Dozens of applications.
Weeks of waiting.
One response.
For many DePaul students, the internship search is defined less by rejection and more by silence.
By the time senior Linnah Stevens had submitted around 30 applications, the process had started to feel routine. Open the job board. Adjust the resume. Rewrite the cover letter. Submit. Repeat.
Then wait.
“I feel like I was applying and just not even hearing a rejection,” said Stevens, a public relations and advertising student. “It felt like, kind of just by chance that I got responded to by one.”
After applying in September, Stevens eventually secured a position in marketing and communications with Make-A-Wish Illinois. She now works about 14-15 hours per week, splitting time between the office and remote work. Because the internship is unpaid, she also maintains a paid job while balancing a full course load.
She says this balance has been “pretty difficult.”
Her experience reflects a broader, national shift. According to the 2025 Internship Index from Handshake, applications per internship have continued to rise while postings have declined, creating a more competitive landscape for students. As more candidates compete for fewer roles, response rates shrink and the waiting stretches longer.
Ally Hutchison, another senior majoring in public relations and advertising, described the internship search as a cycle that never really ends. Since her sophomore year, she has consistently looked for internships. Now applying for full-time jobs ahead of graduation, she says the process feels strikingly similar.

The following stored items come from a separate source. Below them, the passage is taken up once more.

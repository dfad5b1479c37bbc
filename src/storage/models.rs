// 数据模型定义 - 数据库实体结构

use chrono::{DateTime, NaiveDate, Utc};
use serde::{Deserialize, Serialize};

/// 用户数据结构（患者、管理员、医生共用一张表）
#[derive(Debug, Clone, Serialize, Deserialize, sqlx::FromRow)]
pub struct User {
    pub id: Option<i64>,
    pub name: String,
    pub email: String,
    #[serde(skip_serializing, default)]
    pub password_hash: String,
    pub role: String, // patient, admin, doctor
    pub created_at: DateTime<Utc>,
}

/// 诊所数据结构
#[derive(Debug, Clone, Serialize, Deserialize, sqlx::FromRow)]
pub struct Clinic {
    pub id: Option<i64>,
    pub name: String,
    pub address: String,
    pub phone: Option<String>,
    pub location: String, // 地理位置描述
    pub created_at: DateTime<Utc>,
    pub updated_at: DateTime<Utc>,
}

/// 医生可预约时段
///
/// `is_booked` 仅在有一条预约引用该时段时为 true
#[derive(Debug, Clone, Serialize, Deserialize, sqlx::FromRow)]
pub struct AppointmentTime {
    pub id: Option<i64>,
    pub doctor_id: i64,
    pub clinic_id: i64,
    pub available_time: DateTime<Utc>,
    pub is_booked: bool,
    pub created_at: DateTime<Utc>,
    pub updated_at: DateTime<Utc>,
}

/// 预约记录
#[derive(Debug, Clone, Serialize, Deserialize, sqlx::FromRow)]
pub struct Appointment {
    pub id: Option<i64>,
    pub appointment_time_id: i64,
    pub patient_id: i64,
    pub status: String, // pending, confirmed, cancelled, completed
    pub reason: String,
    pub created_at: DateTime<Utc>,
}

/// 疾病（病历）记录
#[derive(Debug, Clone, Serialize, Deserialize, sqlx::FromRow)]
pub struct Disease {
    pub id: Option<i64>,
    pub appointment_id: Option<i64>,
    pub disease_name: String,
    pub description: String,
    pub diagnosis_date: DateTime<Utc>,
    pub status: String, // active, inactive
}

/// 智能眼镜遥测样本
///
/// 缺失的测量值以 None 存储（NULL 列）
#[derive(Debug, Clone, Serialize, Deserialize, sqlx::FromRow)]
pub struct SmartGlassesSample {
    pub id: Option<i64>,
    pub user_id: i64,
    pub posture_angle: Option<f64>,
    pub eye_strain: Option<f64>,
    pub timestamp: DateTime<Utc>,
}

/// 诊所疾病统计的原始行
#[derive(Debug, Clone, Serialize, Deserialize, sqlx::FromRow)]
pub struct ClinicDiseaseCountRow {
    pub clinic_name: String,
    pub disease_name: String,
    pub disease_count: i64,
}

/// 时段的可变字段（编辑时段时使用，None 表示保持不变）
#[derive(Debug, Clone, Default)]
pub struct AppointmentTimeChanges {
    pub available_time: Option<DateTime<Utc>>,
    pub is_booked: Option<bool>,
    pub clinic_id: Option<i64>,
}

/// 预约时段的原子预订结果
#[derive(Debug, Clone)]
pub enum BookingOutcome {
    /// 时段已从可用转为已预订，并创建了预约
    Booked(Appointment),
    /// 时段不存在
    SlotMissing,
    /// 时段已被预订
    AlreadyBooked,
}

/// 原子取消预约的结果
#[derive(Debug, Clone)]
pub enum CancelOutcome {
    /// 预约已删除，时段已释放
    Cancelled(Appointment),
    /// 预约不存在
    AppointmentMissing,
    /// 预约引用的时段不存在
    SlotMissing,
}

/// 计算某天（UTC）的起止时间，区间为 [start, end)
pub fn utc_day_bounds(date: NaiveDate) -> (DateTime<Utc>, DateTime<Utc>) {
    let start = date.and_time(chrono::NaiveTime::MIN).and_utc();
    (start, start + chrono::Duration::days(1))
}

“It’s kind of rare to hear something back every so often, or it’ll be just a rejection. It’s a little bit defeating, but I just get used to it, which is sad,” she said.
Although no one told her explicitly that she needed an internship, Hutchison says the expectation felt implied, particularly among peers attending academically competitive schools such as the University of Michigan.
“In my mind, it was like if I don’t get one, I’m screwed,” she said.
That perception — that internships are simply a checklist item — is something Mark Lazio, associate director of internship and career experience support at DePaul’s Career Center, hopes students will reconsider.
“Make it your own process,” Lazio said. “Figure out what you want to do, not what you have to do.”
Apprehension, he added, is a major barrier. Many students are not sure where to begin or how to ask for help, so they avoid the process altogether. Additionally, many students are already trying to manage classes, extracurriculars and a part-time job.
Lazio encourages students to start early, even in their first year, by visiting career fairs, exploring online resources or scheduling a coaching appointment.
Hiring practices are also changing. Lazio pointed to data from the National Association of Colleges and Employers, showing that roughly two thirds of employers are moving towards skill-based hiring. Rather than focusing solely on GPA and academics, employers want to know how students have applied knowledge, solved problems, communicated and developed professional skills in other contexts.
“GPAs and experiences still matter, but students can’t rely on them to do the work it used to,” Lazio said. “Employers want to see how you talk about those experiences, how you applied knowledge, used your skills, how you are leveraging that experience and what you developed.”
For some majors, the process looks different.
Ryan Houck, a junior studying exercise science on a pre-physical therapy track, says his senior-year internship is built into his academic plan, but that students are responsible for finding their own placement sites.
“You have to go out on your own, find a site on your own, establish a line of communication,” Houck said.
After securing a location, students must submit it for university approval and enroll in internship credits — meaning they pay tuition while independently finding and coordinating their own internship. Houck says this structure is frustrating.
“It kind of made me a little mad,” he said. “They say it’s school-affiliated, but the only affiliation is that you’re getting credits for it.”
For Nora Signore, a junior majoring in environmental science and teaching, the competition is concentrated in research roles. Many internships involve joining faculty research teams, which often only accept a couple of students at a time.
“When the program sends out internships, they get swooped up really quickly,” she said.
Signore says the pressure is heightened by job postings that require multiple years of experience, something difficult to accumulate while she is still in school.
While the process looks different for each individual student, one thing is for sure: internships are getting harder to come by. Dozens of applications, hours of preparation and weeks of waiting have become the new normal.
The pressure is palpable; it’s a weight that refuses to lift off the shoulders of many. For students like Stevens, Hutchison, Houck and Signore, the journey is a mix of persistence, uncertainty and careful planning. While each path is different, the experience of navigating the internship landscape has become a shared reality at DePaul. One defined as much by the effort it requires as the opportunity it provides.